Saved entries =
━━━━━━━━━━━━━━━━

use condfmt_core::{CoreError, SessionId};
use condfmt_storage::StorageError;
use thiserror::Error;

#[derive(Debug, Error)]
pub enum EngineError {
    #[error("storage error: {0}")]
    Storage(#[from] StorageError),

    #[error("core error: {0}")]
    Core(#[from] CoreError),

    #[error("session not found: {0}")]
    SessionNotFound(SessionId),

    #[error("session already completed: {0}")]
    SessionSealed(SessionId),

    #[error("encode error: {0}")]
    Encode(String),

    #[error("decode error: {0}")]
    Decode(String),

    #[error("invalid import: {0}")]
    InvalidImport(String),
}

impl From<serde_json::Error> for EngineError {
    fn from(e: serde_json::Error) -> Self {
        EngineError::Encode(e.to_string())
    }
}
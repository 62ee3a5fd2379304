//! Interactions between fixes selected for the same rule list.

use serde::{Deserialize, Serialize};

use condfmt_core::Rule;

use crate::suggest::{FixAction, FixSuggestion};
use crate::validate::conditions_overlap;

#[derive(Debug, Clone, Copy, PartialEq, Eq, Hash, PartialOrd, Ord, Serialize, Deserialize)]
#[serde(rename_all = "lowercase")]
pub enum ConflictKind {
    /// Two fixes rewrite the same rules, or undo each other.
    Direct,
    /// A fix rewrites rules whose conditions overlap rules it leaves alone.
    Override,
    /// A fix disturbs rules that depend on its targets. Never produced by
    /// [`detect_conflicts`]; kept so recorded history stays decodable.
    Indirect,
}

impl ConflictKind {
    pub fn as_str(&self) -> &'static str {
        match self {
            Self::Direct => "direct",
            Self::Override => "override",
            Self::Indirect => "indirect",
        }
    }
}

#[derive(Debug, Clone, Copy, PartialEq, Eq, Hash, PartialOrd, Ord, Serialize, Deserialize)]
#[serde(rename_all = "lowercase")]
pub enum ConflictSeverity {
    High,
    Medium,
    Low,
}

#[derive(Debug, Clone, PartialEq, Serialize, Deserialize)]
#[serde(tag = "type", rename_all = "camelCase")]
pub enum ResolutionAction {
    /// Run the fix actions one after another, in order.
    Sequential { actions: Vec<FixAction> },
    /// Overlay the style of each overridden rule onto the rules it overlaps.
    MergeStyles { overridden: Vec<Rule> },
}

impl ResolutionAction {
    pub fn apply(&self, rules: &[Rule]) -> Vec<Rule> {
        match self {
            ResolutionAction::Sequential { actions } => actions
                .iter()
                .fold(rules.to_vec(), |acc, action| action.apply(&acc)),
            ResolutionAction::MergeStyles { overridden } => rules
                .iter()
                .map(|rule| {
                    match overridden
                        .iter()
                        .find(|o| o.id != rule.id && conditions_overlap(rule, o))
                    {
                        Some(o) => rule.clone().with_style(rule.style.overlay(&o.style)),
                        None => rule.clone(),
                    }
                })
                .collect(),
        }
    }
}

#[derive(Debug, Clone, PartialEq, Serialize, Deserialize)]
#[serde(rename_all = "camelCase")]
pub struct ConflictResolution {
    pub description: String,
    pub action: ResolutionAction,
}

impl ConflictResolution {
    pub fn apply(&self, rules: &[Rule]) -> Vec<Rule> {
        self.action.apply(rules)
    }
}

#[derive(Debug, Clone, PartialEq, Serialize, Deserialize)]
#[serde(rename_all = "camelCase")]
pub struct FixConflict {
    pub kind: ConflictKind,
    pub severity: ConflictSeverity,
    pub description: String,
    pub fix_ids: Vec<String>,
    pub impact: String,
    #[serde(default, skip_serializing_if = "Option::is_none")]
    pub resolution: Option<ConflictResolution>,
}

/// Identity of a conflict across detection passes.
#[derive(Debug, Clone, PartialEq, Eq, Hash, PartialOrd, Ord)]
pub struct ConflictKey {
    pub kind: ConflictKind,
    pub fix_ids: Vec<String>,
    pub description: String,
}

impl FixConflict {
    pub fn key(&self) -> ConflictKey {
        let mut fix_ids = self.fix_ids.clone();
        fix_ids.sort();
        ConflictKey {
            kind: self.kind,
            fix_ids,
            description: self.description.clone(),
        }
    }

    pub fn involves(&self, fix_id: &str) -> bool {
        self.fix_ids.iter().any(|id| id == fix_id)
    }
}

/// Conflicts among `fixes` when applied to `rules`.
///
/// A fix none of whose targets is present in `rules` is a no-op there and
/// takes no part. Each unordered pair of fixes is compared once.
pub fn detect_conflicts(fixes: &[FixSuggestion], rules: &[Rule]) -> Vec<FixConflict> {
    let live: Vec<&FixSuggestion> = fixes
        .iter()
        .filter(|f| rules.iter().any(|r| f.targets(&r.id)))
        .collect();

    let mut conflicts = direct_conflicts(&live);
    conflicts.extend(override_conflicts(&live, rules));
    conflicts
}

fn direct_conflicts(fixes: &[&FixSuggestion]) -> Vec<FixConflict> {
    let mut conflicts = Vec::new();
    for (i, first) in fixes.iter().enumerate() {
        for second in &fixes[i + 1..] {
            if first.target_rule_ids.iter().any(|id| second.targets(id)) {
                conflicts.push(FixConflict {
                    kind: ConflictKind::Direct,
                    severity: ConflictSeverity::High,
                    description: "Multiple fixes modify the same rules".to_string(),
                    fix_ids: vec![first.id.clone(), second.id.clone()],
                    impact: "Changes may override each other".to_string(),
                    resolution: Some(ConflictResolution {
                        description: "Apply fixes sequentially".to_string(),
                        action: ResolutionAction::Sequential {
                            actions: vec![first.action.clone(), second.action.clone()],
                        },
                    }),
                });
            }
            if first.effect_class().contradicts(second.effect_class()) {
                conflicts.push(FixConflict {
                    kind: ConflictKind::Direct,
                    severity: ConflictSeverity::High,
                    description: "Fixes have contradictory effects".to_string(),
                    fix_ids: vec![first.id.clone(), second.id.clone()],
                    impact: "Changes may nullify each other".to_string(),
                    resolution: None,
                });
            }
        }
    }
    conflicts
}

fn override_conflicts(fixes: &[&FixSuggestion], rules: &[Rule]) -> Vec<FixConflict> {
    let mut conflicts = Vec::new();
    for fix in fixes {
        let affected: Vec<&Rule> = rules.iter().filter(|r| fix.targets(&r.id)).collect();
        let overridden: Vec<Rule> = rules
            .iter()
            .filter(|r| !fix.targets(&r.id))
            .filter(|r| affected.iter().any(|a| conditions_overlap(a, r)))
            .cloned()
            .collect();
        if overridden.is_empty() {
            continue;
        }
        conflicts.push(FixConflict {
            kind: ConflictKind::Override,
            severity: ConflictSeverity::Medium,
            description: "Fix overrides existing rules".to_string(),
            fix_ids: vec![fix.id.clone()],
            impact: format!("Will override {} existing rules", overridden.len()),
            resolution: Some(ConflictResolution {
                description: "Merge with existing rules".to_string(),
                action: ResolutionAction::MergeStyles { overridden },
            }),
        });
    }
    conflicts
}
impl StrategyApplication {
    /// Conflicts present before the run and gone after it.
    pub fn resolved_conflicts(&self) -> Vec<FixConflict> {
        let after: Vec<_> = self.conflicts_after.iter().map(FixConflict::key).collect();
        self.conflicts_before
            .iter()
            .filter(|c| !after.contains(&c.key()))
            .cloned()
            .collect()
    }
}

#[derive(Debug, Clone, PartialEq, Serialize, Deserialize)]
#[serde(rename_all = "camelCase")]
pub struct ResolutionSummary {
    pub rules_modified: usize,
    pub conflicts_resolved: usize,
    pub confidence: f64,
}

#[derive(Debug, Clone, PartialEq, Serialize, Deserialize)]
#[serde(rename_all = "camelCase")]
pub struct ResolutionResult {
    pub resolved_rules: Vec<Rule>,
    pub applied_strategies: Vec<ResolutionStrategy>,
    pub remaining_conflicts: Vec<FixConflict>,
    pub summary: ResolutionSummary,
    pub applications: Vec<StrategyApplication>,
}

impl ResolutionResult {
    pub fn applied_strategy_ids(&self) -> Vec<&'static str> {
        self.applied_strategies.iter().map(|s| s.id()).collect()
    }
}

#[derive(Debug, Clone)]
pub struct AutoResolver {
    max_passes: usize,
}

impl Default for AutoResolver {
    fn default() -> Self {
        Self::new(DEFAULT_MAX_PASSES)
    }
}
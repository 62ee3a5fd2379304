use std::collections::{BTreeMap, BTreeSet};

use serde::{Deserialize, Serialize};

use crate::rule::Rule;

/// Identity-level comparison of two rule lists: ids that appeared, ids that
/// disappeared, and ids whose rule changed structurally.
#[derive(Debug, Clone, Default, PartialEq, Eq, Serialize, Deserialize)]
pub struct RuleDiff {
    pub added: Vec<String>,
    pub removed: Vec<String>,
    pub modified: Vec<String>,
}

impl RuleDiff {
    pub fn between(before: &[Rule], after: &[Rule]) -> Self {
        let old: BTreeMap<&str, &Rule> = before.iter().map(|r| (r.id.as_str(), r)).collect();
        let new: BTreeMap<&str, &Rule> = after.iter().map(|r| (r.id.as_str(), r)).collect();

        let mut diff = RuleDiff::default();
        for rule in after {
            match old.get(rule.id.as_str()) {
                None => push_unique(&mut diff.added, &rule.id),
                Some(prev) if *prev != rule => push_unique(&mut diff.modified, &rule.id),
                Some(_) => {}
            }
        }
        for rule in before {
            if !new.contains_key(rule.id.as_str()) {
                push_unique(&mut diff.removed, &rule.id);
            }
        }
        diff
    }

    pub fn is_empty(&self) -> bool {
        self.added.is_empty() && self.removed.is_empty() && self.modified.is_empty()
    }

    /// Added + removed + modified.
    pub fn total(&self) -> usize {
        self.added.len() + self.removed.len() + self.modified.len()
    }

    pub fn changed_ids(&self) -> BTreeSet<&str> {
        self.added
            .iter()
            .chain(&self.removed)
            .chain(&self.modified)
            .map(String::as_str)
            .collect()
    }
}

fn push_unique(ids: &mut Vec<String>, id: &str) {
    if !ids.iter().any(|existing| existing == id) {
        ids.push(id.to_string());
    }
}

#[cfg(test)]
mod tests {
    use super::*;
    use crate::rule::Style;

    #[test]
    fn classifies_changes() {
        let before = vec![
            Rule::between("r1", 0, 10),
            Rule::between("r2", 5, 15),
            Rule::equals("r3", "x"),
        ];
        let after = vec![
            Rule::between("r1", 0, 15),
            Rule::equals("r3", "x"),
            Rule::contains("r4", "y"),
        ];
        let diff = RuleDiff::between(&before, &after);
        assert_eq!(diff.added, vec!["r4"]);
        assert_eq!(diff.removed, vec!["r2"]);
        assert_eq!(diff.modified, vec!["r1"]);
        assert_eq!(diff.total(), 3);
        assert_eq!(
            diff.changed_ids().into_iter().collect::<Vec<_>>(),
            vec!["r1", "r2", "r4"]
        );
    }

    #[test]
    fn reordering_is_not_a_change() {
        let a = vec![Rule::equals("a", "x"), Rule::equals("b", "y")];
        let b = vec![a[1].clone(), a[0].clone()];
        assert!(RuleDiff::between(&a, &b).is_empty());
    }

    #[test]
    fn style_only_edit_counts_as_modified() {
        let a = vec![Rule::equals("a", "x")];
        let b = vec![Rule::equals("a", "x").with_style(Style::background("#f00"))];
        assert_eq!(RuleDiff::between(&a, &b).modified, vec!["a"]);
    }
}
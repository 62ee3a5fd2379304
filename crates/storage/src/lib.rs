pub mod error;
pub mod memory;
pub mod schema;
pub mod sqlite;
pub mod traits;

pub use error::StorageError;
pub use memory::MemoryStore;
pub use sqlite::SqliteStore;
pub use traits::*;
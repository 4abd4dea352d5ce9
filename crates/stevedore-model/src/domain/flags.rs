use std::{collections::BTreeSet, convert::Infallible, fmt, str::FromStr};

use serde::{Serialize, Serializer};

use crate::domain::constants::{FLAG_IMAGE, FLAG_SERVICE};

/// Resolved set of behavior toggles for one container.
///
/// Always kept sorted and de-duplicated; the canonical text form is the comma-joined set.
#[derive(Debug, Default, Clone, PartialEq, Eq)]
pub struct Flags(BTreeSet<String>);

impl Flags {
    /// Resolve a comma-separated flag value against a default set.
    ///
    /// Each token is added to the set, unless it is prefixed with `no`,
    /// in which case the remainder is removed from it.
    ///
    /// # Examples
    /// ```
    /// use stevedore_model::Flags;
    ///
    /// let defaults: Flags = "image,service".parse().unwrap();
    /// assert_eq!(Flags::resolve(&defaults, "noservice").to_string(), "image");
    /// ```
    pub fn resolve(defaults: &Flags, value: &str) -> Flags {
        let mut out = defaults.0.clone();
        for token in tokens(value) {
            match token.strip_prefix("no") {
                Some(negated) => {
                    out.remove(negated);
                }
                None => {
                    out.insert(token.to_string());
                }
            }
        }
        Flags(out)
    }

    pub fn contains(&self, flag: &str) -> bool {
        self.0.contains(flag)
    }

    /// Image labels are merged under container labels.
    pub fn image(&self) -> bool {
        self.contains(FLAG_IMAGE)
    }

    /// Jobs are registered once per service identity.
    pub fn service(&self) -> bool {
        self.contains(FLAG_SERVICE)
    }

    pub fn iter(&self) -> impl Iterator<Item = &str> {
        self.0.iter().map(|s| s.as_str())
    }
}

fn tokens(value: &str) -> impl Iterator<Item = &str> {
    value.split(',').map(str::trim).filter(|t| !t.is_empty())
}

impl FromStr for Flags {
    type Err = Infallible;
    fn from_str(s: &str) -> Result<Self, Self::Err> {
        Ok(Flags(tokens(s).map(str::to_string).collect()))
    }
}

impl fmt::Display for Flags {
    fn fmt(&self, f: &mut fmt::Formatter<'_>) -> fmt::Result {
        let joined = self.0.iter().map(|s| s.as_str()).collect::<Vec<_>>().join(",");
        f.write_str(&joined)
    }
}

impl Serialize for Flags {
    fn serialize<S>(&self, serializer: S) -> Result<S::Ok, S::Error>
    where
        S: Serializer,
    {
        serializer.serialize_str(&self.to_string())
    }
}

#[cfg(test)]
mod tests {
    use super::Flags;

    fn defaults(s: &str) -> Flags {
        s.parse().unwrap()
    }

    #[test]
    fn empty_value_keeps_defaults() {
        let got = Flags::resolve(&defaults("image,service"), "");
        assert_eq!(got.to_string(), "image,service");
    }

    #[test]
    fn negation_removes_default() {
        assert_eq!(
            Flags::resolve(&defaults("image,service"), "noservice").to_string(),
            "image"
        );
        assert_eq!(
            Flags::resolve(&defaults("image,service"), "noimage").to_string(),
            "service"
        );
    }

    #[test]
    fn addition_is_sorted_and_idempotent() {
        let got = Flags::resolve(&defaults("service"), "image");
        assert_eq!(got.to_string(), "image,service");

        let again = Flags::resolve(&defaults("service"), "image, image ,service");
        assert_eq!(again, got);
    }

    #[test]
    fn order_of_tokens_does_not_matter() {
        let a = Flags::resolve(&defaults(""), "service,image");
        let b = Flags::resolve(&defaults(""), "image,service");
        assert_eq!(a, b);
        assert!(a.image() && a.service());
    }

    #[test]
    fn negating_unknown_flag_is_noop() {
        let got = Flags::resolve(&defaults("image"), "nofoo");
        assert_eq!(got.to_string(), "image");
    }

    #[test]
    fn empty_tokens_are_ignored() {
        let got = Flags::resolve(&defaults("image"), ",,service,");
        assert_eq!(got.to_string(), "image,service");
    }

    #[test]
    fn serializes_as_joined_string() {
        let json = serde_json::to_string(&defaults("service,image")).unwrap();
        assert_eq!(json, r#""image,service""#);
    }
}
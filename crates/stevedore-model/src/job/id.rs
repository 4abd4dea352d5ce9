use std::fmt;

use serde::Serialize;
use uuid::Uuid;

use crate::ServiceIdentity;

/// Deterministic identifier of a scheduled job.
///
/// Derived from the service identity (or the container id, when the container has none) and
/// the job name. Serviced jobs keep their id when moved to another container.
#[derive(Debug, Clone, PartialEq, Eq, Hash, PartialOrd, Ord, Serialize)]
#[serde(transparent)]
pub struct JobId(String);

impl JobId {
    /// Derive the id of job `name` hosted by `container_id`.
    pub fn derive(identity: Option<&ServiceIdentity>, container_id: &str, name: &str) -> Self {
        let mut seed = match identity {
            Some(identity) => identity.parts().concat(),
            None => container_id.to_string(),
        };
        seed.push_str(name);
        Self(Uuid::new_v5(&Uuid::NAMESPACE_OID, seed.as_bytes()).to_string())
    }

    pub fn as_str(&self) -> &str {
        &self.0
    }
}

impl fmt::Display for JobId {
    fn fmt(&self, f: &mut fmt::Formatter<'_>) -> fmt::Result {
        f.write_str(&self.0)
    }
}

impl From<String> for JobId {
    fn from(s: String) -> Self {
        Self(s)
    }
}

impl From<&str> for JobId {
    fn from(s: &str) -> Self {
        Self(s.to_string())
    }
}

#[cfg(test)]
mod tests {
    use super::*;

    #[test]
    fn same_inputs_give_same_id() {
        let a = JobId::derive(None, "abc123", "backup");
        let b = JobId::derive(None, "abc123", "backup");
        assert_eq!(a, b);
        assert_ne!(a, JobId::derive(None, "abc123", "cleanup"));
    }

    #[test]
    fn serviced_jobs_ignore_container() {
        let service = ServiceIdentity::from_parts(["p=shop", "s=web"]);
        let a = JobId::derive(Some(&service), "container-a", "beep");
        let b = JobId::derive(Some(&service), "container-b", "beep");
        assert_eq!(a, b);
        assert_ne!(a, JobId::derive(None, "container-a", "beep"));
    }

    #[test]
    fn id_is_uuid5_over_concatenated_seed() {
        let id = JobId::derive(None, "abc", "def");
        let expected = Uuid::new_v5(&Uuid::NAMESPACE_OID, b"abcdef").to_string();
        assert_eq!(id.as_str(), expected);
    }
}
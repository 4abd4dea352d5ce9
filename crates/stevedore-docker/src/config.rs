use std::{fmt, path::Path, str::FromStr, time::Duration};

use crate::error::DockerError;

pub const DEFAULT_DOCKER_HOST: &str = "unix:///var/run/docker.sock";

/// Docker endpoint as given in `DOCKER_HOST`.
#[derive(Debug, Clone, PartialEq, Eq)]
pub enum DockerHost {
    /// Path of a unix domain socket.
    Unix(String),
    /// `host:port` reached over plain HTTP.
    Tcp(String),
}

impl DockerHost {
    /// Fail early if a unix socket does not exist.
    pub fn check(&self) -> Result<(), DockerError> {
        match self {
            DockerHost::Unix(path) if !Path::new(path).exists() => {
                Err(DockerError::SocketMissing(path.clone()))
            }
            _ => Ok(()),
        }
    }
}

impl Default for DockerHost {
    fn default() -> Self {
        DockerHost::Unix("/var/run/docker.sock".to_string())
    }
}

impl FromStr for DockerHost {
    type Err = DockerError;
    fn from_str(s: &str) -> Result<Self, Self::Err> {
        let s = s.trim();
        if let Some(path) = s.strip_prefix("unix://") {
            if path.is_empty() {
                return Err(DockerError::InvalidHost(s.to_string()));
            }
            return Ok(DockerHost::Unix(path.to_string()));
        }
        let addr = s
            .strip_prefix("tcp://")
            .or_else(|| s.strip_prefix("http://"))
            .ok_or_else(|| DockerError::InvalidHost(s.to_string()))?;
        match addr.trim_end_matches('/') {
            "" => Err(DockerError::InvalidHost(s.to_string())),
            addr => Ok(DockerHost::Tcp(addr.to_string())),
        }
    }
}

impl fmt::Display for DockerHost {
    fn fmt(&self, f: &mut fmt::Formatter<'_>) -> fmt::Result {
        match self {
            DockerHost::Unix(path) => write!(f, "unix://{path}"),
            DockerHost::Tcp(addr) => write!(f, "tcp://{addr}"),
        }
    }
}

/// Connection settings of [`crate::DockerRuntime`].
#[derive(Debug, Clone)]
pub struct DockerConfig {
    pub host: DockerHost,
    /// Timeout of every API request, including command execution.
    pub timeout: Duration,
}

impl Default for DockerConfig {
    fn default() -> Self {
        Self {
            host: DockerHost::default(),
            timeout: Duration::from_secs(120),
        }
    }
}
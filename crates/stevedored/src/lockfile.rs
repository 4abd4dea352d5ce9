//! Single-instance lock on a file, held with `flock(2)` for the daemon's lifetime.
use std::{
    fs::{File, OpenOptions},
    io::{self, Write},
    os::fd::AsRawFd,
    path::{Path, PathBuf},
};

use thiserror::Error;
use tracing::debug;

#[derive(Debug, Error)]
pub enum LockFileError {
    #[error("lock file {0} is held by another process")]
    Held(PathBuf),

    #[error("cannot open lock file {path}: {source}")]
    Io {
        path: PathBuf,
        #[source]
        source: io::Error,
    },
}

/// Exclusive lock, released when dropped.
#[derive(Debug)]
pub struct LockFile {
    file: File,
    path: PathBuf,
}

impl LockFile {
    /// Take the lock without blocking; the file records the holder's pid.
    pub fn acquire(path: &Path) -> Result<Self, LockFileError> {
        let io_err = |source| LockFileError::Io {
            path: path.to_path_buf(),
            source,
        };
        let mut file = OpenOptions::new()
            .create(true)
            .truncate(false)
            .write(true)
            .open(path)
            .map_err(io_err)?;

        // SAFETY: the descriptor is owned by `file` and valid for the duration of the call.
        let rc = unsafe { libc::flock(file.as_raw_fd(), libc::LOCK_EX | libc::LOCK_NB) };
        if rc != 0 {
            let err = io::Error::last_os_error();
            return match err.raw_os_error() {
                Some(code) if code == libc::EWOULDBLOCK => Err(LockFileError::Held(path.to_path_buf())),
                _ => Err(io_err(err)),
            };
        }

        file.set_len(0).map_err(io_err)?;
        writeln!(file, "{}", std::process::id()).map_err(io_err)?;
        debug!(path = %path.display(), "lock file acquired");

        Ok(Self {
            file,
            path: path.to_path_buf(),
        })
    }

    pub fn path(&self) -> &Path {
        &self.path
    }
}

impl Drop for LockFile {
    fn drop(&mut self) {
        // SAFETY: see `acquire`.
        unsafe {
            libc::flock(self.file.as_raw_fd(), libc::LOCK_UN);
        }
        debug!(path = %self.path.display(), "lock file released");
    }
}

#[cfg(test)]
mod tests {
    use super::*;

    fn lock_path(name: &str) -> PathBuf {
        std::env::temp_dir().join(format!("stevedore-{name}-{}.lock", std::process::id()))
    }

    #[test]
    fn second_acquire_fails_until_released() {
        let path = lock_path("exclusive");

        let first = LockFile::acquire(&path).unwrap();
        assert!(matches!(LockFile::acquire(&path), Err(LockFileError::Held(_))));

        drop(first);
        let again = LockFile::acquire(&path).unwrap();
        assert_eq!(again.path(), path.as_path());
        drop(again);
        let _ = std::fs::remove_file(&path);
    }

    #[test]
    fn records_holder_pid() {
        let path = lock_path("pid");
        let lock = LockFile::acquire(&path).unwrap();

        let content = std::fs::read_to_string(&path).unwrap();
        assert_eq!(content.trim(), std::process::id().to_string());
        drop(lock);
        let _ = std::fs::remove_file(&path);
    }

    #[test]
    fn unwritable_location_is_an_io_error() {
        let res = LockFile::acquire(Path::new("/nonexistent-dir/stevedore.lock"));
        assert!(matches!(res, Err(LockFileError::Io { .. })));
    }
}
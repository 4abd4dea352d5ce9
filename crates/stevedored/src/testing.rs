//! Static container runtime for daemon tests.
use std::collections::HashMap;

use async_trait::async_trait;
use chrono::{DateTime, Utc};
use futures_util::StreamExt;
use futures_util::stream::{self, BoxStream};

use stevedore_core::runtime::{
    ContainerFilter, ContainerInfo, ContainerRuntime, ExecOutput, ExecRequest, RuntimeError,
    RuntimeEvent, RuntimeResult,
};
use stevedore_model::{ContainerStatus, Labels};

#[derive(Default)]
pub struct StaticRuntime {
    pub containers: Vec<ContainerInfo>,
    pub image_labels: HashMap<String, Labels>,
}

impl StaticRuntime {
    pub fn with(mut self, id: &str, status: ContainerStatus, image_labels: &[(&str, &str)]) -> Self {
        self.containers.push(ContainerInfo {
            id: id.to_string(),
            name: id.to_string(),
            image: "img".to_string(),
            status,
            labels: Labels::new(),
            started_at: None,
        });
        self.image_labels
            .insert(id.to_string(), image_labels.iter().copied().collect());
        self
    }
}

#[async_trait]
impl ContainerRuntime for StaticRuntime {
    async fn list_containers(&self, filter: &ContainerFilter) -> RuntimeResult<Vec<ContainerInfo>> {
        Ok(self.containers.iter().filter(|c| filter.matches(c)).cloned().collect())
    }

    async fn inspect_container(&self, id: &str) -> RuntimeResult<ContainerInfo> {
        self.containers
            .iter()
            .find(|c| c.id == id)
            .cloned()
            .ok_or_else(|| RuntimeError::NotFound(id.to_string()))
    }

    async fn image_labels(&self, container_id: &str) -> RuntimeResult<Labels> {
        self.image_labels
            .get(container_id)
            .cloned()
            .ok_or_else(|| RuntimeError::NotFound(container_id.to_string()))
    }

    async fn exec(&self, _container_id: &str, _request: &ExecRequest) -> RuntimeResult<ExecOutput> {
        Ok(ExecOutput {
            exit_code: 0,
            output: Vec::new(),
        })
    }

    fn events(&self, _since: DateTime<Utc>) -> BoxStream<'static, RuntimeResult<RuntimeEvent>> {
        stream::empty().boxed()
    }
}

━━━━━━━━━━━━━━━━

THE TASK =
Scan the data, and report each line that uses the word "addr".

RESPONSE FOR THIS EXERCISE =
        let addr = s
        match addr.trim_end_matches('/') {
            addr => Ok(DockerHost::Tcp(addr.to_string())),
            DockerHost::Tcp(addr) => write!(f, "tcp://{addr}"),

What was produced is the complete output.